Work order | Look through the lines below for the word "SettlementOutcome", and copy every line that has it.

· · ·

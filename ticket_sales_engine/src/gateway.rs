//! # Settlement gateway abstraction.
//!
//! Payments and refunds resolve to `Completed` or `Failed` through a settlement step against an external payment
//! gateway. That step is behind the [`SettlementGateway`] trait so that production can use the simulated
//! [`RandomGateway`] while tests inject deterministic outcomes.
//!
//! A settlement attempt must always resolve. Gateway errors are not propagated to callers as hard failures: the
//! flow layer converts them into a declined [`SettlementOutcome`] with the error captured, and the record is
//! written as `Failed`.
use serde::{Deserialize, Serialize};
use thiserror::Error;
use tse_common::Money;

/// Default approval rate for simulated payment settlements.
pub const PAYMENT_SUCCESS_RATE: f64 = 0.95;
/// Default approval rate for simulated refund settlements.
pub const REFUND_SUCCESS_RATE: f64 = 0.98;

pub const GATEWAY_CODE_APPROVED: &str = "00";
pub const GATEWAY_CODE_DECLINED: &str = "05";
pub const GATEWAY_CODE_ERROR: &str = "99";

#[derive(Debug, Clone, Copy, PartialEq, Eq, Serialize, Deserialize)]
pub enum SettlementKind {
    Payment,
    Refund,
}

/// The request handed to the gateway for a single settlement attempt.
#[derive(Debug, Clone, Serialize, Deserialize)]
pub struct SettlementRequest {
    pub kind: SettlementKind,
    /// The transaction id (payments) or refund reference being settled.
    pub reference: String,
    pub amount: Money,
}

impl SettlementRequest {
    pub fn payment(reference: String, amount: Money) -> Self {
        Self { kind: SettlementKind::Payment, reference, amount }
    }

    pub fn refund(reference: String, amount: Money) -> Self {
        Self { kind: SettlementKind::Refund, reference, amount }
    }
}

/// The terminal result of a settlement attempt.
#[derive(Debug, Clone, Serialize, Deserialize)]
pub struct SettlementOutcome {
    pub approved: bool,
    pub gateway_response: String,
    pub gateway_code: String,
    /// Populated when the settlement step itself raised an error rather than returning a decline.
    pub error: Option<String>,
}

impl SettlementOutcome {
    pub fn approved() -> Self {
        Self {
            approved: true,
            gateway_response: "SUCCESS".to_string(),
            gateway_code: GATEWAY_CODE_APPROVED.to_string(),
            error: None,
        }
    }

    pub fn declined() -> Self {
        Self {
            approved: false,
            gateway_response: "DECLINED".to_string(),
            gateway_code: GATEWAY_CODE_DECLINED.to_string(),
            error: None,
        }
    }

    pub fn errored<S: Into<String>>(error: S) -> Self {
        Self {
            approved: false,
            gateway_response: "ERROR".to_string(),
            gateway_code: GATEWAY_CODE_ERROR.to_string(),
            error: Some(error.into()),
        }
    }
}

#[derive(Debug, Clone, Error)]
pub enum GatewayError {
    #[error("The settlement gateway is unavailable: {0}")]
    Unavailable(String),
    #[error("The settlement gateway rejected the request: {0}")]
    Rejected(String),
}

#[allow(async_fn_in_trait)]
pub trait SettlementGateway {
    /// Performs one settlement attempt. Implementations should return `Ok` with a declined outcome for ordinary
    /// gateway declines and reserve `Err` for the gateway itself misbehaving.
    async fn settle(&self, request: SettlementRequest) -> Result<SettlementOutcome, GatewayError>;
}

/// Simulated gateway with a random approve/decline outcome. Payments approve at 95% and refunds at 98% by default.
#[derive(Debug, Clone)]
pub struct RandomGateway {
    payment_success_rate: f64,
    refund_success_rate: f64,
}

impl Default for RandomGateway {
    fn default() -> Self {
        Self { payment_success_rate: PAYMENT_SUCCESS_RATE, refund_success_rate: REFUND_SUCCESS_RATE }
    }
}

impl RandomGateway {
    pub fn new(payment_success_rate: f64, refund_success_rate: f64) -> Self {
        Self { payment_success_rate, refund_success_rate }
    }
}

impl SettlementGateway for RandomGateway {
    async fn settle(&self, request: SettlementRequest) -> Result<SettlementOutcome, GatewayError> {
        let rate = match request.kind {
            SettlementKind::Payment => self.payment_success_rate,
            SettlementKind::Refund => self.refund_success_rate,
        };
        let outcome = if rand::random::<f64>() < rate {
            SettlementOutcome::approved()
        } else {
            SettlementOutcome::declined()
        };
        Ok(outcome)
    }
}

#[cfg(test)]
mod test {
    use super::*;

    #[tokio::test]
    async fn random_gateway_extremes_are_deterministic() {
        let always = RandomGateway::new(1.0, 1.0);
        let never = RandomGateway::new(0.0, 0.0);
        let req = SettlementRequest::payment("TXN-1".to_string(), Money::from_whole(10));
        assert!(always.settle(req.clone()).await.unwrap().approved);
        assert!(!never.settle(req).await.unwrap().approved);
    }

    #[test]
    fn outcome_constructors() {
        assert_eq!(SettlementOutcome::approved().gateway_code, GATEWAY_CODE_APPROVED);
        assert_eq!(SettlementOutcome::declined().gateway_response, "DECLINED");
        let err = SettlementOutcome::errored("boom");
        assert!(!err.approved);
        assert_eq!(err.error.as_deref(), Some("boom"));
    }
}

· · ·

Exercise response |
//! flow layer converts them into a declined [`SettlementOutcome`] with the error captured, and the record is
pub struct SettlementOutcome {
impl SettlementOutcome {
    async fn settle(&self, request: SettlementRequest) -> Result<SettlementOutcome, GatewayError>;
    async fn settle(&self, request: SettlementRequest) -> Result<SettlementOutcome, GatewayError> {
            SettlementOutcome::approved()
            SettlementOutcome::declined()
        assert_eq!(SettlementOutcome::approved().gateway_code, GATEWAY_CODE_APPROVED);
        assert_eq!(SettlementOutcome::declined().gateway_response, "DECLINED");
        let err = SettlementOutcome::errored("boom");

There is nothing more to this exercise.